Introducing fees can guide submitters to refer to appropriate transactions, reduce their costs by referring to proper transactions, and enable the DAG to expand and enhance blockchain security. In our experiment, the arrival of a trade to the blockchain was modeled using the standard method of the Poisson process. This set the transaction rate to a fixed value of λ. The relationship between the sum of obtained transaction references and the number of citations, as well as the number of transactions contained in the current block, was assessed.

Figure 12 shows the ratio of the total number of quoted transactions and quoted transactions of each exchange in 1000 blocks to the total number of all transactions contained in the block. With an increase in the number of transactions, the number of quoted transactions of each transaction accounted for an increasing proportion of the total number of transactions in the block.

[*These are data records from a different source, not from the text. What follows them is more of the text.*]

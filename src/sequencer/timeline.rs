// Timeline - Musical time representation
// Tick resolution, tempo and time signature, and the conversions between them

use serde::{Deserialize, Serialize};
use std::fmt;
use std::time::Duration;

/// Smallest timing unit. Advances by exactly one per clock step.
pub type Tick = u64;

/// Default tick resolution (Pulses Per Quarter Note)
pub const DEFAULT_PPQN: u32 = 480;

/// MIDI clock resolution, fixed by the MIDI specification
pub const MIDI_CLOCK_PPQN: u32 = 24;

/// Upper tempo bound; keeps the per-frame tick loop bounded
pub const MAX_BPM: f64 = 999.0;

/// Errors raised when building timing values
#[derive(Debug, Clone, PartialEq, thiserror::Error)]
pub enum TimingError {
    #[error("BPM must be in (0, 999], got {0}")]
    InvalidBpm(f64),

    #[error("Invalid time signature {numerator}/{denominator}")]
    InvalidTimeSignature { numerator: u8, denominator: u8 },

    #[error("PPQN must be greater than zero")]
    ZeroPpqn,

    #[error("PPQN {0} is not divisible by 24, MIDI clock cannot be derived from it")]
    PpqnNotClockCompatible(u32),

    #[error("Sample rate must be greater than zero")]
    InvalidSampleRate,
}

/// Time signature (numerator/denominator)
/// Example: 4/4 time = TimeSignature { numerator: 4, denominator: 4 }
#[derive(Debug, Clone, Copy, PartialEq, Eq, Hash, Serialize, Deserialize)]
pub struct TimeSignature {
    pub numerator: u8,   // Beats per bar
    pub denominator: u8, // Note value (4 = quarter note, 8 = eighth note)
}

impl TimeSignature {
    /// Creates a new time signature
    pub fn new(numerator: u8, denominator: u8) -> Result<Self, TimingError> {
        if numerator == 0 || !denominator.is_power_of_two() {
            return Err(TimingError::InvalidTimeSignature {
                numerator,
                denominator,
            });
        }
        Ok(Self {
            numerator,
            denominator,
        })
    }

    /// Common 4/4 time signature
    pub const fn four_four() -> Self {
        Self {
            numerator: 4,
            denominator: 4,
        }
    }

    /// Common 3/4 time signature (waltz)
    pub const fn three_four() -> Self {
        Self {
            numerator: 3,
            denominator: 4,
        }
    }

    /// Common 6/8 time signature
    pub const fn six_eight() -> Self {
        Self {
            numerator: 6,
            denominator: 8,
        }
    }

    /// Checks the invariants `new` enforces, for values built from deserialized data
    pub fn validate(&self) -> Result<(), TimingError> {
        Self::new(self.numerator, self.denominator).map(|_| ())
    }

    /// Pack into a u16 so the signature can live in a single atomic
    pub(crate) fn to_bits(self) -> u16 {
        ((self.numerator as u16) << 8) | self.denominator as u16
    }

    pub(crate) fn from_bits(bits: u16) -> Self {
        Self {
            numerator: (bits >> 8) as u8,
            denominator: (bits & 0xFF) as u8,
        }
    }
}

impl Default for TimeSignature {
    fn default() -> Self {
        Self::four_four()
    }
}

impl fmt::Display for TimeSignature {
    fn fmt(&self, f: &mut fmt::Formatter<'_>) -> fmt::Result {
        write!(f, "{}/{}", self.numerator, self.denominator)
    }
}

/// Tempo: quarter notes per minute plus the meter they are counted in
#[derive(Debug, Clone, Copy, PartialEq, Serialize, Deserialize)]
pub struct Tempo {
    bpm: f64,
    time_signature: TimeSignature,
}

impl Tempo {
    /// Creates a new tempo
    pub fn new(bpm: f64, time_signature: TimeSignature) -> Result<Self, TimingError> {
        if !bpm.is_finite() || bpm <= 0.0 || bpm > MAX_BPM {
            return Err(TimingError::InvalidBpm(bpm));
        }
        time_signature.validate()?;
        Ok(Self {
            bpm,
            time_signature,
        })
    }

    /// Tempo in 4/4
    pub fn with_bpm(bpm: f64) -> Result<Self, TimingError> {
        Self::new(bpm, TimeSignature::four_four())
    }

    /// Get BPM value
    pub fn bpm(&self) -> f64 {
        self.bpm
    }

    pub fn time_signature(&self) -> TimeSignature {
        self.time_signature
    }

    /// Duration of one beat in seconds
    pub fn beat_duration_seconds(&self) -> f64 {
        60.0 / self.bpm
    }

    /// Number of audio samples spanned by one tick
    pub fn samples_per_tick(&self, sample_rate: f64, ppqn: u32) -> f64 {
        samples_per_tick(sample_rate, self.bpm, ppqn)
    }

    /// Wall-clock duration of one tick
    pub fn tick_duration(&self, ppqn: u32) -> Duration {
        Duration::from_secs_f64(self.beat_duration_seconds() / ppqn.max(1) as f64)
    }
}

impl Default for Tempo {
    fn default() -> Self {
        Self {
            bpm: 120.0,
            time_signature: TimeSignature::four_four(),
        }
    }
}

impl fmt::Display for Tempo {
    fn fmt(&self, f: &mut fmt::Formatter<'_>) -> fmt::Result {
        write!(f, "{:.1} BPM {}", self.bpm, self.time_signature)
    }
}

/// `R * 60 / (bpm * ppqn)`
#[inline]
pub fn samples_per_tick(sample_rate: f64, bpm: f64, ppqn: u32) -> f64 {
    sample_rate * 60.0 / (bpm * ppqn as f64)
}

/// Validates a tick resolution
pub fn validate_ppqn(ppqn: u32) -> Result<(), TimingError> {
    if ppqn == 0 {
        Err(TimingError::ZeroPpqn)
    } else {
        Ok(())
    }
}

/// Bar/beat position derived from an absolute tick.
/// Both counters are 0-based, matching the Beat notifications.
#[derive(Debug, Clone, Copy, PartialEq, Eq, PartialOrd, Ord)]
pub struct BarPosition {
    pub bar: u64,
    pub beat: u32,
    pub tick_in_beat: u32,
}

impl BarPosition {
    /// Create from an absolute tick at a given resolution and meter
    pub fn from_tick(tick: Tick, ppqn: u32, time_signature: TimeSignature) -> Self {
        let ppqn = ppqn.max(1) as u64;
        let numerator = time_signature.numerator.max(1) as u64;
        let total_beats = tick / ppqn;

        Self {
            bar: total_beats / numerator,
            beat: (total_beats % numerator) as u32,
            tick_in_beat: (tick % ppqn) as u32,
        }
    }
}

impl fmt::Display for BarPosition {
    fn fmt(&self, f: &mut fmt::Formatter<'_>) -> fmt::Result {
        // Displayed 1-based, the way musicians count
        write!(f, "{}:{:02}:{:03}", self.bar + 1, self.beat + 1, self.tick_in_beat)
    }
}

The number of unacknowledged transactions at the end of the DAG fluctuated around a constant. Thus, the appropriate trades were referenced by most exchanges while ensuring that the directed acyclic graph formed between transactions had extended.

5. Conclusions

By modifying the Ethereum client, a data structure based on an H-DAG and the overall architecture of the blockchain, encryption technology, and consensus mechanisms were realized. The performance and safety of the H-DAG were verified by theories and experiments. The results demonstrated that the H-DAG realized the confirmation of a transaction order while maintaining the high-throughput characteristics of a DAG distributed ledger. The anti-fork ability of the blockchain was improved, the transaction order dependence problem in blockchain smart contracts was solved, and the anti-double-blossom and anti-private-mining abilities were improved. In the network, the ratio of the computing power of the light node to all miners was 1:3. The computing power ratio of the attack node to the honest node was 3:7. The success rate of a forking attack after six blocks was 0.027%, significantly lower than the success rate of 0.13% for a Bitcoin blockchain attack (Table 2). This proved that the H-DAG dramatically improved security compared with a traditional blockchain.